Mirc movies free#
The program is free and open to the public, but reservatoins are requested. Lydia Pappas will conclude the program with a discussion with Richard Camlin and George Chastain of Hobcaw Barony and the Belle Baruch Foundation about the Belle Baruch Film Collection. MIRC film curator Lydia Pappas will be screening a curated selection of home movies filmed by Belle Baruch showing Bellefield, Hobcaw Barony and the surrounding plantation acreage during the 1920s through to the 1940s, along with two documentary films about the history of Hobcaw Barony from the 1980s. Robert Greene (Claflin University) and Lydia Pappas (MIRC).

The screenings will be followed by followed by a discussion with Prof. Smith” University with a marching band performance (Dec 7, 1946), the thoroughbred horse Miss Carolina, barbershop, automobile dealerships and repair shops, various service clubs, the Orangeburg County Free Library, bus lines, and the Edisto cinema. “My Home Town: Orangeburg 1946” features scenes of everyday life in Orangeburg, South Carolina: busy sidewalks, businesses and shopping around the downtown, as well as churches, restaurants, construction and produce industries, municipal services such as police and fire departments, banking, schools, a football game (1st Pecan Bowl) between S. Also features a “baby parade,” held in the town square. Local businesses and organizations are featured, including the fire department, the police department, the high school, the court house, city hall, the Chamber of Commerce, the Verdery Dairy, Thomas Tea Room, and the Latta School of Dancing.
Mirc movies series#
MIRC film curator will screen two films about Orangeburg: “Things you ought to know about: Orangeburg 1935” is a series of vignettes of everyday life in Orangeburg, South Carolina shot by itinerant filmmaker H. Orangeburg Library, 1645 Russell Street, Orangeburg Humanities scholars will provide contextualization, and MIRC will partner with local cultural institutions and local scholars to prepare programming notes and offer a community discussion.

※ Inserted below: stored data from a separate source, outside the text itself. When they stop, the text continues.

// components/playlist_engine/src/spotdl.rs
use async_trait::async_trait;
use std::process::Stdio;
use tokio::process::Command;
use tokio::sync::mpsc;
use tracing::debug;
use url::Url;

use crate::backend::{pump_child, Backend};
use crate::plan::OutputPlan;
use crate::types::{CollectionMetadata, EngineError};

/// The probe-less backend, driving the spotdl executable.
///
/// spotdl has no cheap metadata-only mode, so `probe` always reports absent
/// and the collection folder is only known after the tool has created it.
pub struct SpotdlBackend;

#[async_trait]
impl Backend for SpotdlBackend {
    async fn check_available(&self) -> Result<(), EngineError> {
        which::which("spotdl")
            .map(|_| ())
            .map_err(|_| EngineError::DependencyNotFound("spotdl"))
    }

    async fn probe(&self, url: &str) -> Option<CollectionMetadata> {
        debug!(%url, "spotdl has no metadata probe, skipping");
        None
    }

    async fn retrieve(
        &self,
        url: &str,
        plan: &OutputPlan,
        lines: mpsc::UnboundedSender<String>,
    ) -> Result<(), EngineError> {
        let url = Url::parse(url).map_err(|e| EngineError::InvalidUrl(e.to_string()))?;

        let child = Command::new("spotdl")
            .arg("download")
            .arg(url.as_str())
            .arg("--output")
            .arg(&plan.item_template)
            .stdin(Stdio::null())
            .stdout(Stdio::piped())
            .stderr(Stdio::piped())
            .spawn()?;

        let status = pump_child(child, lines).await?;
        if !status.success() {
            return Err(EngineError::BackendFailed(format!(
                "spotdl exited with status: {}",
                status
            )));
        }
        Ok(())
    }
}
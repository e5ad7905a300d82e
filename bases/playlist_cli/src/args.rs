// bases/playlist_cli/src/args.rs
use clap::Parser;
use std::path::PathBuf;

/// Download a whole playlist or album into a per-collection folder
#[derive(Parser, Debug)]
#[command(author, version, about, long_about = None)]
pub struct Args {
    /// Playlist or album URL (Spotify or YouTube)
    pub url: String,

    /// Base directory for downloads; defaults to the last used folder
    #[arg(short, long)]
    pub output_dir: Option<PathBuf>,

    /// Print every line of backend output
    #[arg(short, long)]
    pub verbose: bool,

    /// Do not open the download folder when finished
    #[arg(long)]
    pub no_reveal: bool,

    /// Settings file holding the last used folder
    #[arg(long, default_value = "settings.json")]
    pub settings_file: PathBuf,
}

The Moving Image Research Collection preserves films and videos produced outside the American feature film industry to make them available to present and future audiences. Archival holdings include more than 10,000 hours of footage in five main collecting areas: the Chinese Film Collection, Newsfilm Collections, Regional Film Collections, Science and Nature Films and Military Films Collections. Materials include local television news and commercials, home movies, cinemicroscopy nature films, and fiction and documentary films from the People’s Republic of China.įor the MIRC Regional Roadshow, films shot between the 1920s and 1980s in the selected communities will be screened, allowing community members to think about their past and consider how things have changed. SC Humanities supported this project with a Major Grant. This “Regional Roadshow” will present films that explore regional areas of the state but have generally never been screened or discussed in the communities they represent. The Moving Image Research Collection (MIRC) at the University of South Carolina’s University Libraries Special Collections will present a series of four public film screenings of archival, amateur-made films in rural communities starting in September 2022. News Literacy and the Future of Journalism.“Resilience and Revolution” Speaker Application.